==== Data to process

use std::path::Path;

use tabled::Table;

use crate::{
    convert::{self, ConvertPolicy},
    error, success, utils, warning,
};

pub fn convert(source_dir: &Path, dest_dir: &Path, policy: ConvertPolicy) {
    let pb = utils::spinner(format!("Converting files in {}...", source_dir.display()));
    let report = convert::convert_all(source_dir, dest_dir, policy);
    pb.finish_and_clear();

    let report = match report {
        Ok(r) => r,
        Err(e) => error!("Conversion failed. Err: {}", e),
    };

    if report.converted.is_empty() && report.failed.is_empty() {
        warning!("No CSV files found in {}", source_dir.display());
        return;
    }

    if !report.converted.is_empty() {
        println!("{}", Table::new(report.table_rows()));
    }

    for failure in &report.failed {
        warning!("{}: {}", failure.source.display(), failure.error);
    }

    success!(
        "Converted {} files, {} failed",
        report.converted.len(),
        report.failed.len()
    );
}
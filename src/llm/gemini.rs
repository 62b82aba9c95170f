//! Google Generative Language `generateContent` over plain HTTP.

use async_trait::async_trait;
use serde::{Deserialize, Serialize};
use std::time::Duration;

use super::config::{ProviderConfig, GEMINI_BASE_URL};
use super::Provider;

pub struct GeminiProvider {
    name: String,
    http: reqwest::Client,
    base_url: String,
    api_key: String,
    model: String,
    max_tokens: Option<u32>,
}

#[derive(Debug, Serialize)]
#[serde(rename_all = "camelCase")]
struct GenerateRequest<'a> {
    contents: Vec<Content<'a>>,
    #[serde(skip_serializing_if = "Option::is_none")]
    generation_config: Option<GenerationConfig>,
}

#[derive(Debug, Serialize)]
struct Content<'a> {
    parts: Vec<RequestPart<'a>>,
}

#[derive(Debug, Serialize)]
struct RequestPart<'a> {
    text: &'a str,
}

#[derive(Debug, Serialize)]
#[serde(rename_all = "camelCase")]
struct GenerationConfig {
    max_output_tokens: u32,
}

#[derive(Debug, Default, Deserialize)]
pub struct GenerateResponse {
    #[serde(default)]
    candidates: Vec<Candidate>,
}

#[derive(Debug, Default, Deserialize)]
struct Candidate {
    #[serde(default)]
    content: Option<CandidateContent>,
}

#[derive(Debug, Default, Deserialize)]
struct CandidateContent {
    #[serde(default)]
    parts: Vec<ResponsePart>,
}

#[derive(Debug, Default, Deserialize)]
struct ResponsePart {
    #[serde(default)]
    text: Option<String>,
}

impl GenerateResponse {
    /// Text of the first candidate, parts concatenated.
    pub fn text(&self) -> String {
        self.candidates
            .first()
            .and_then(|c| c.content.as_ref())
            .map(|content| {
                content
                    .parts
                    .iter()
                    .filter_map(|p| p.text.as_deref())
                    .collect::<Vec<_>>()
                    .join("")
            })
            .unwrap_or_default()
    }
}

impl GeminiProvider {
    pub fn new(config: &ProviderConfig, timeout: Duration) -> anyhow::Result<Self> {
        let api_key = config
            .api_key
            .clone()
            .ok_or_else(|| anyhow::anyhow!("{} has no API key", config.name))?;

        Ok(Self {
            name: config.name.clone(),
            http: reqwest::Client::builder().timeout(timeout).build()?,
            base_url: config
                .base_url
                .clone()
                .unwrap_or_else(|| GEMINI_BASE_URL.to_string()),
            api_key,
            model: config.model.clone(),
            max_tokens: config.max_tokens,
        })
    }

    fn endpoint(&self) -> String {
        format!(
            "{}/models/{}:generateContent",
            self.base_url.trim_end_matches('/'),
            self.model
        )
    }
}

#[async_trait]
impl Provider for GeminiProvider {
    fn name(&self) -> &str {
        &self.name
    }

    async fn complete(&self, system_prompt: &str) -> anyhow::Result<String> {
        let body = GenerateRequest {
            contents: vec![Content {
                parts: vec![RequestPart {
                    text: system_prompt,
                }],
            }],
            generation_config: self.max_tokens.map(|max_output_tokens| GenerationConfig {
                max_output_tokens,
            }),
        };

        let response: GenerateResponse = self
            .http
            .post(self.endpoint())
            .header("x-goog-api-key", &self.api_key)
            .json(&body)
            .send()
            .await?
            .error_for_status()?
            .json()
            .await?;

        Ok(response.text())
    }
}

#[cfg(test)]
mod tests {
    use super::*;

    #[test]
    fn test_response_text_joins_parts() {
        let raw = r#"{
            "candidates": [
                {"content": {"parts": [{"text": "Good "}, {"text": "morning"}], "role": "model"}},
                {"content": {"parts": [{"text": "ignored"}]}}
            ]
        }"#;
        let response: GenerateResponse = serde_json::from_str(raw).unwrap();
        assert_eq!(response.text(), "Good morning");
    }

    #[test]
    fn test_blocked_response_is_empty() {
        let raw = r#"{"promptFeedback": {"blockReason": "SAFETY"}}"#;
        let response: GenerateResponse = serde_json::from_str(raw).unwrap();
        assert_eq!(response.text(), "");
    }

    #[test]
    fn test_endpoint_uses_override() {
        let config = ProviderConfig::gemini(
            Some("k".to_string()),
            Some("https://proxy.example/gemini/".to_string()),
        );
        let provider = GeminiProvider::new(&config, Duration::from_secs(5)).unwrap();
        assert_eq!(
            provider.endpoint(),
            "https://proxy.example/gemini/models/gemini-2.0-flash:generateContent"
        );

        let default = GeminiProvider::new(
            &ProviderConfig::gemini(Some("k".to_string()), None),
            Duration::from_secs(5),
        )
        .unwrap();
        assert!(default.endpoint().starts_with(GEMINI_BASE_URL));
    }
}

========
==== Data to process

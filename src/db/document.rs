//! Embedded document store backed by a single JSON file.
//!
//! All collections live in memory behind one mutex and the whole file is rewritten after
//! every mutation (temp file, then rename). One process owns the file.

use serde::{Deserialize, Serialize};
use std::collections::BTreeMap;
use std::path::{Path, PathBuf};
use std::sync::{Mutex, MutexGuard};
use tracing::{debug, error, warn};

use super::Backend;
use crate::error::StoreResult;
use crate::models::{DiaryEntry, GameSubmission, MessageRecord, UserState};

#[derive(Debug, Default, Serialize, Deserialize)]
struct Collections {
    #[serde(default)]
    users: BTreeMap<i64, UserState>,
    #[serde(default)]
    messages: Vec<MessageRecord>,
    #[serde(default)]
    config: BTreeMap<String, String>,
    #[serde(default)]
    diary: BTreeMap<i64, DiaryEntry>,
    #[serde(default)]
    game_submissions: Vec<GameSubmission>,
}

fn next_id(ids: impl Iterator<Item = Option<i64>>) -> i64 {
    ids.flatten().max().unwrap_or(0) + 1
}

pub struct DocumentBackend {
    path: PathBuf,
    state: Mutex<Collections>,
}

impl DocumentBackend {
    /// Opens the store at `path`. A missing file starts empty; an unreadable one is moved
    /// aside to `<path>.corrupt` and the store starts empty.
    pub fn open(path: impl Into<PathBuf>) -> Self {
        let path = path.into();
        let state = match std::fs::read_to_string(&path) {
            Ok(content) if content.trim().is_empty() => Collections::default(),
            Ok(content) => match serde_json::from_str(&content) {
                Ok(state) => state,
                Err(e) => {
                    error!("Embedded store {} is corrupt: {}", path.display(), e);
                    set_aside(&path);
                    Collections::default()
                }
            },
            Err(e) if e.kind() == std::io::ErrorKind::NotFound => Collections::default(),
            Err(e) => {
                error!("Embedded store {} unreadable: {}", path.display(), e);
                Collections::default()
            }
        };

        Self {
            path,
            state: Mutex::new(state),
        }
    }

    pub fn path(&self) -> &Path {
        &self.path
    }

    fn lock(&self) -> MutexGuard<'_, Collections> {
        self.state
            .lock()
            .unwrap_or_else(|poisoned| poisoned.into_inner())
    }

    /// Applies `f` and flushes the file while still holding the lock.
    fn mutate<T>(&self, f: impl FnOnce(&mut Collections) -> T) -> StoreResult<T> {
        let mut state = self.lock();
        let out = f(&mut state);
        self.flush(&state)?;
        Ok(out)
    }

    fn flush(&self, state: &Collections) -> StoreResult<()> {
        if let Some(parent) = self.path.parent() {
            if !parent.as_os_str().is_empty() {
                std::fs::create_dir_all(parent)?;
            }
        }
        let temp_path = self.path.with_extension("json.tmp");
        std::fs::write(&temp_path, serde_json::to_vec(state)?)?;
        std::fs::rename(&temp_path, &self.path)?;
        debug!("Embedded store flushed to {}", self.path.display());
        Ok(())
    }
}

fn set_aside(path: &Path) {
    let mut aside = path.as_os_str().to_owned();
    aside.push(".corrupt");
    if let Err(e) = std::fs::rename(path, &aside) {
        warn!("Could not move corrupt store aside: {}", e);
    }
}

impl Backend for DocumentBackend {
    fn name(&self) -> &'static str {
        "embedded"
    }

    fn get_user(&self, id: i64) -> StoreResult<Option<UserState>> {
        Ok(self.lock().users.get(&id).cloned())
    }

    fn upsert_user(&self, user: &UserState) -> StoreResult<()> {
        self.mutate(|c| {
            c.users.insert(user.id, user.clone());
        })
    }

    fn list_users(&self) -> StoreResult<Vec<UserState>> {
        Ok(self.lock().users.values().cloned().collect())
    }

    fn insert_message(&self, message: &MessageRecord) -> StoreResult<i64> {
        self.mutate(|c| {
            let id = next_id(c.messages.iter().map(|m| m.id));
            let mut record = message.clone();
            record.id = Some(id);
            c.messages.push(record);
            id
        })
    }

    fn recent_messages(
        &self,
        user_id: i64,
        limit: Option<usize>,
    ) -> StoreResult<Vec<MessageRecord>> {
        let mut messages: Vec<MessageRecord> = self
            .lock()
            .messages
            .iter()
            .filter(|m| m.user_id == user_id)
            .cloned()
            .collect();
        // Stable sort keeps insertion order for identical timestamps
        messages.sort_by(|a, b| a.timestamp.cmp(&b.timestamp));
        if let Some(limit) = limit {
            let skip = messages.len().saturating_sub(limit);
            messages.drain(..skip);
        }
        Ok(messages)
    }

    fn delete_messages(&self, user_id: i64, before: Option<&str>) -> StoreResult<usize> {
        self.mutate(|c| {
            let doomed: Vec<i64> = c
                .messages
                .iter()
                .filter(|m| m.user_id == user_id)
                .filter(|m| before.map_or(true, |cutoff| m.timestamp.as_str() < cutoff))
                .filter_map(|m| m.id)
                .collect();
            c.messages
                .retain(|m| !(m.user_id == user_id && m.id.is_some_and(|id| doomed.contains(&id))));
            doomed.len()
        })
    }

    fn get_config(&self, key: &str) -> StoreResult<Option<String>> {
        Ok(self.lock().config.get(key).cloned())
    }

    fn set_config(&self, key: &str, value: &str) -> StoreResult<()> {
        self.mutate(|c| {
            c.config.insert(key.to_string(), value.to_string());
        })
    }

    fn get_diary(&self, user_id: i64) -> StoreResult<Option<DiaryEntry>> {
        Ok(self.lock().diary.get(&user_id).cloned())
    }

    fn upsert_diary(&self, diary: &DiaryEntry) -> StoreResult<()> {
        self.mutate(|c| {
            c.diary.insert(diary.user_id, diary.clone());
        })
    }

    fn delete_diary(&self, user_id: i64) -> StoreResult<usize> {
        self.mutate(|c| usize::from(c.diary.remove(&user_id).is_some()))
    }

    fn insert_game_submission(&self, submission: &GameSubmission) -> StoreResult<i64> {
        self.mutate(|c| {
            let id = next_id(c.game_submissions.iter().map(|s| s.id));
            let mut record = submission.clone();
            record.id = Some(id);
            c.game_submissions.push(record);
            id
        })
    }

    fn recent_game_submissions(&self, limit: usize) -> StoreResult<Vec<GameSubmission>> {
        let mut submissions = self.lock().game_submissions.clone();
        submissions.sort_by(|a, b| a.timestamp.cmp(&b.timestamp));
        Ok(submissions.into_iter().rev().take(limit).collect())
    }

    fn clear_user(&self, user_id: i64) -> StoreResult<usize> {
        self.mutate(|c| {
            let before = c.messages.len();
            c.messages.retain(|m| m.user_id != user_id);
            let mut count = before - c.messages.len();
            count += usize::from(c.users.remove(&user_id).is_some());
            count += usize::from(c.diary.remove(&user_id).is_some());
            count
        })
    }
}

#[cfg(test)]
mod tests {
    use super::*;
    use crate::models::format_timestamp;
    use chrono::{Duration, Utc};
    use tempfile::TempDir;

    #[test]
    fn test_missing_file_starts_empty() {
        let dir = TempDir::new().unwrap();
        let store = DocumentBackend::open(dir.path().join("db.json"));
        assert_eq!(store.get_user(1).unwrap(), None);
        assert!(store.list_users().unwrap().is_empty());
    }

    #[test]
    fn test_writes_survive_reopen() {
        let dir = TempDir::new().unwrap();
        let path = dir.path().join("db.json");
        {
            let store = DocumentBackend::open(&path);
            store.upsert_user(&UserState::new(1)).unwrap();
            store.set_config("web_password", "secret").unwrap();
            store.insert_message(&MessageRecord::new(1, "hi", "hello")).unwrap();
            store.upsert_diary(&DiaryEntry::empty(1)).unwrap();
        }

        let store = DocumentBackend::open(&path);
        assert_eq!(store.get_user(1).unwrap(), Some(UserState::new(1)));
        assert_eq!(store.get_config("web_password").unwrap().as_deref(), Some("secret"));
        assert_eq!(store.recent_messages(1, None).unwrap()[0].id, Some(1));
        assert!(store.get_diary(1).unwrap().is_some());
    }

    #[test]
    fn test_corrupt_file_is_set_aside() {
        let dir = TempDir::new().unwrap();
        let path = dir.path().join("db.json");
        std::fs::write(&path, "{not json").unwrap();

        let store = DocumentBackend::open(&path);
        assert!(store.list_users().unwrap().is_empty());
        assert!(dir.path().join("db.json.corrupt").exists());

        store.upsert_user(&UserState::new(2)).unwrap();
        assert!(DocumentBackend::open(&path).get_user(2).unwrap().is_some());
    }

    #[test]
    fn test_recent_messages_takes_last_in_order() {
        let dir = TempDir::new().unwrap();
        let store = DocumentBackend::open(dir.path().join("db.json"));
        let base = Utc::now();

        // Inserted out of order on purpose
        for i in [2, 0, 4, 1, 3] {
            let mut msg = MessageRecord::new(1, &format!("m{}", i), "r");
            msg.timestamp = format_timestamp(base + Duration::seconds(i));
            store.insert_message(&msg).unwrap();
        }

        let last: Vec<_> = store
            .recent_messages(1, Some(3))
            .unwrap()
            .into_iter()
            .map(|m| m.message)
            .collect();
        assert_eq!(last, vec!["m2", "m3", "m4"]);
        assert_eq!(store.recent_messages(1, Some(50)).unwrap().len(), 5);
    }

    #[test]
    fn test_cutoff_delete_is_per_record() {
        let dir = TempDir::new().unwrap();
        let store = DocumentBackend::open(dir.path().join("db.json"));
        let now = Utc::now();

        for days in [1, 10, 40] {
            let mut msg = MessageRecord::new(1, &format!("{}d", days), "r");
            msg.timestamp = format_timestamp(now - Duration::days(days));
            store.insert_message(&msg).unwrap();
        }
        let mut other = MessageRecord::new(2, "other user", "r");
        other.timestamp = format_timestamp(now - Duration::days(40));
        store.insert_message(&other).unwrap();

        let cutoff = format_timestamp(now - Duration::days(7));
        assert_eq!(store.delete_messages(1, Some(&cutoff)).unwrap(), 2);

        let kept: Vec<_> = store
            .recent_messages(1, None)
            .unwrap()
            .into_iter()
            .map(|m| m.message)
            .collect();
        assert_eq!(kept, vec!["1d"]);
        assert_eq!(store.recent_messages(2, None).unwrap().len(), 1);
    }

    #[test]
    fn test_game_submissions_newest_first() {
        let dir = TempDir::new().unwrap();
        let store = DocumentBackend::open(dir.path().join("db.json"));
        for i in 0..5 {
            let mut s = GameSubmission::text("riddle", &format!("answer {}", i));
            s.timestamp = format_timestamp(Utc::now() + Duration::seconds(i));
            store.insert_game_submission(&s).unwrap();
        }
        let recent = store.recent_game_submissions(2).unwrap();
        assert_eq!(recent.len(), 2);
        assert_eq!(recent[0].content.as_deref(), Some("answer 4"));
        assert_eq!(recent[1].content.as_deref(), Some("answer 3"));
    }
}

========

*Exercise goal:* Could you filter the entries above for lines holding the string "PathBuf" and copy them?

*Your response:*
use std::path::{Path, PathBuf};
    path: PathBuf,
    pub fn open(path: impl Into<PathBuf>) -> Self {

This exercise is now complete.